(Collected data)
▽

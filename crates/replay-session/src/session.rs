use std::collections::HashMap;
use std::sync::{Arc, Mutex as StdMutex};
use std::time::Instant;

use core_types::{Lifecycle, Progress, ReplaySessionState, RowExecutionResult, SessionSummary, Step};
use replay_engine::ReplayEngine;
use step_executor::StepExecutionContext;
use tokio::sync::Notify;
use tracing::{info, warn};

use crate::errors::SessionError;
use crate::handlers::SessionHandlers;
use crate::matching::row_matches;
use crate::options::ReplaySessionOptions;

struct SessionState {
    core: ReplaySessionState,
    row_results: Vec<RowExecutionResult>,
    consecutive_row_failures: u32,
}

impl SessionState {
    fn fresh() -> Self {
        Self {
            core: ReplaySessionState::idle(),
            row_results: Vec::new(),
            consecutive_row_failures: 0,
        }
    }
}

fn epoch_ms() -> i64 {
    chrono::Utc::now().timestamp_millis()
}

/// Data-driven row iteration over one owned [`ReplayEngine`] (§4.6).
///
/// The lifecycle mirrors the engine's: `idle -> running -> {paused <->
/// running} -> {completed | stopped | error}`, `reset()` from any terminal
/// state back to idle.
pub struct ReplaySession {
    engine: Arc<ReplayEngine>,
    state: StdMutex<SessionState>,
    resume_notify: Notify,
    handlers: StdMutex<SessionHandlers>,
}

impl ReplaySession {
    pub fn new(engine: Arc<ReplayEngine>) -> Self {
        Self {
            engine,
            state: StdMutex::new(SessionState::fresh()),
            resume_notify: Notify::new(),
            handlers: StdMutex::new(SessionHandlers::default()),
        }
    }

    pub fn handlers_mut(&self) -> std::sync::MutexGuard<'_, SessionHandlers> {
        self.handlers.lock().unwrap()
    }

    fn handlers_snapshot(&self) -> SessionHandlers {
        self.handlers.lock().unwrap().clone()
    }

    pub fn state(&self) -> ReplaySessionState {
        self.state.lock().unwrap().core.clone()
    }

    pub fn row_results(&self) -> Vec<RowExecutionResult> {
        self.state.lock().unwrap().row_results.clone()
    }

    fn lifecycle(&self) -> Lifecycle {
        self.state.lock().unwrap().core.lifecycle
    }

    fn transition(&self, to: Lifecycle) -> Result<Lifecycle, SessionError> {
        let from = {
            let mut state = self.state.lock().unwrap();
            if !state.core.lifecycle.can_transition_to(to) {
                return Err(SessionError::IllegalTransition {
                    from: state.core.lifecycle,
                    to,
                });
            }
            let from = state.core.lifecycle;
            state.core.lifecycle = to;
            if to == Lifecycle::Running && from == Lifecycle::Idle {
                state.core.start_time_ms = Some(epoch_ms());
            }
            if to.is_terminal() {
                state.core.end_time_ms = Some(epoch_ms());
            }
            from
        };
        self.handlers_snapshot().fire_state_change(from, to);
        Ok(to)
    }

    /// Pausing at a row boundary also pauses the engine when it is
    /// mid-row (§4.6); resuming re-drives both.
    pub fn pause(&self) -> Result<(), SessionError> {
        self.transition(Lifecycle::Paused)?;
        if self.engine.state().lifecycle == Lifecycle::Running {
            let _ = self.engine.pause();
        }
        Ok(())
    }

    pub fn resume(&self) -> Result<(), SessionError> {
        self.transition(Lifecycle::Running)?;
        if self.engine.state().lifecycle == Lifecycle::Paused {
            let _ = self.engine.resume();
        }
        self.resume_notify.notify_waiters();
        Ok(())
    }

    pub fn stop(&self) -> Result<(), SessionError> {
        self.transition(Lifecycle::Stopped)?;
        let _ = self.engine.stop();
        self.resume_notify.notify_waiters();
        Ok(())
    }

    /// Returns the session (and its owned engine) to `idle`, indistinguishable
    /// from a fresh instance (§8).
    pub fn reset(&self) -> Result<(), SessionError> {
        self.transition(Lifecycle::Idle)?;
        let mut state = self.state.lock().unwrap();
        *state = SessionState::fresh();
        drop(state);
        if self.engine.state().lifecycle != Lifecycle::Idle {
            let _ = self.engine.reset();
        }
        *self.handlers.lock().unwrap() = SessionHandlers::default();
        Ok(())
    }

    async fn wait_while_paused(&self) {
        loop {
            if self.lifecycle() != Lifecycle::Paused {
                return;
            }
            self.resume_notify.notified().await;
        }
    }

    fn summary(&self, duration_ms: u64) -> SessionSummary {
        let state = self.state.lock().unwrap();
        SessionSummary {
            total_rows: state.row_results.len(),
            row_results: state.row_results.clone(),
            duration_ms,
        }
    }

    fn emit_progress(&self, total_rows: usize, elapsed_ms: u64) {
        let (current_row, passed, failed, durations) = {
            let state = self.state.lock().unwrap();
            let passed = state.row_results.iter().filter(|r| !r.skipped && r.success).count();
            let failed = state.row_results.iter().filter(|r| !r.skipped && !r.success).count();
            let durations: Vec<u64> = state.row_results.iter().map(|r| r.duration_ms).collect();
            (state.core.current_row, passed, failed, durations)
        };
        let skipped = {
            let state = self.state.lock().unwrap();
            state.row_results.iter().filter(|r| r.skipped).count()
        };
        let progress = Progress::compute(current_row, total_rows, passed, failed, skipped, elapsed_ms, &durations);
        self.handlers_snapshot().fire_progress(&progress);
    }

    /// Determines the row list (configured CSV rows, or a single empty row
    /// so the step sequence always runs at least once) and drives the
    /// owned engine once per row (§4.6).
    pub async fn start(
        &self,
        steps: &[Step],
        rows: &[HashMap<String, String>],
        field_mappings: &HashMap<String, String>,
        base_context: &StepExecutionContext,
        options: &ReplaySessionOptions,
    ) -> Result<SessionSummary, SessionError> {
        self.transition(Lifecycle::Running)?;
        let run_start = Instant::now();

        let effective_rows: Vec<HashMap<String, String>> = if rows.is_empty() {
            vec![HashMap::new()]
        } else {
            rows.to_vec()
        };

        for (row_index, row) in effective_rows.iter().enumerate() {
            if self.lifecycle() == Lifecycle::Stopped {
                break;
            }

            if row_index > 0 && options.row_delay_ms > 0 {
                tokio::time::sleep(std::time::Duration::from_millis(options.row_delay_ms)).await;
            }
            if self.lifecycle() == Lifecycle::Stopped {
                break;
            }
            self.wait_while_paused().await;
            if self.lifecycle() == Lifecycle::Stopped {
                break;
            }

            {
                let mut state = self.state.lock().unwrap();
                state.core.current_row = row_index;
            }
            self.handlers_snapshot().fire_row_start(row_index);

            if options.skip_unmatched_rows && !row_matches(steps, row, field_mappings) {
                let result = RowExecutionResult {
                    row_index,
                    row_data: row.iter().map(|(k, v)| (k.clone(), v.clone())).collect(),
                    skipped: true,
                    success: true,
                    passed: 0,
                    failed: 0,
                    skipped_steps: steps.len(),
                    duration_ms: 0,
                    step_results: Vec::new(),
                    error: Some("No matching fields".to_string()),
                };
                self.record_row(result.clone());
                self.handlers_snapshot().fire_row_complete(&result);
                self.emit_progress(effective_rows.len(), run_start.elapsed().as_millis() as u64);
                continue;
            }

            let mut context = base_context.clone();
            context.csv_values = row.clone();
            context.field_mappings = field_mappings.clone();

            let row_start = Instant::now();
            let outcome = self.engine.start(steps, &context, &options.engine_options).await;
            let _ = self.engine.reset();

            let result = match outcome {
                Ok(summary) => RowExecutionResult {
                    row_index,
                    row_data: row.iter().map(|(k, v)| (k.clone(), v.clone())).collect(),
                    skipped: false,
                    success: summary.success(),
                    passed: summary.passed_steps,
                    failed: summary.failed_steps,
                    skipped_steps: summary.skipped_steps,
                    duration_ms: row_start.elapsed().as_millis() as u64,
                    step_results: summary.results,
                    error: None,
                },
                Err(err) => {
                    warn!(row_index, error = %err, "engine raised an uncaught error for row");
                    self.transition(Lifecycle::Error)?;
                    let elapsed = run_start.elapsed().as_millis() as u64;
                    let summary = self.summary(elapsed);
                    self.handlers_snapshot().fire_complete(&summary);
                    return Err(SessionError::EngineFailure(err.to_string()));
                }
            };

            self.record_row(result.clone());
            self.handlers_snapshot().fire_row_complete(&result);
            self.emit_progress(effective_rows.len(), run_start.elapsed().as_millis() as u64);

            if !result.success {
                self.handlers_snapshot().fire_error(&result);
                let consecutive_row_failures = {
                    let mut state = self.state.lock().unwrap();
                    state.consecutive_row_failures += 1;
                    state.consecutive_row_failures
                };
                let budget_reached =
                    options.max_row_failures > 0 && consecutive_row_failures >= options.max_row_failures;
                if !options.continue_on_row_failure || budget_reached {
                    self.transition(Lifecycle::Error)?;
                    let elapsed = run_start.elapsed().as_millis() as u64;
                    let summary = self.summary(elapsed);
                    self.handlers_snapshot().fire_complete(&summary);
                    return Ok(summary);
                }
            } else {
                let mut state = self.state.lock().unwrap();
                state.consecutive_row_failures = 0;
            }
        }

        // `stop()` already transitioned to `Stopped`; re-entering
        // `transition()` with the same target has no matching arm in
        // `can_transition_to` and would fail the run instead of completing it.
        if self.lifecycle() != Lifecycle::Stopped {
            self.transition(Lifecycle::Completed)?;
        }
        let elapsed = run_start.elapsed().as_millis() as u64;
        let summary = self.summary(elapsed);
        self.handlers_snapshot().fire_complete(&summary);
        info!(rows = summary.total_rows, "session run complete");
        Ok(summary)
    }

    fn record_row(&self, result: RowExecutionResult) {
        let mut state = self.state.lock().unwrap();
        state.row_results.push(result);
    }
}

△

If a line in the entries holds the word "impl", count it. Report the total only.

2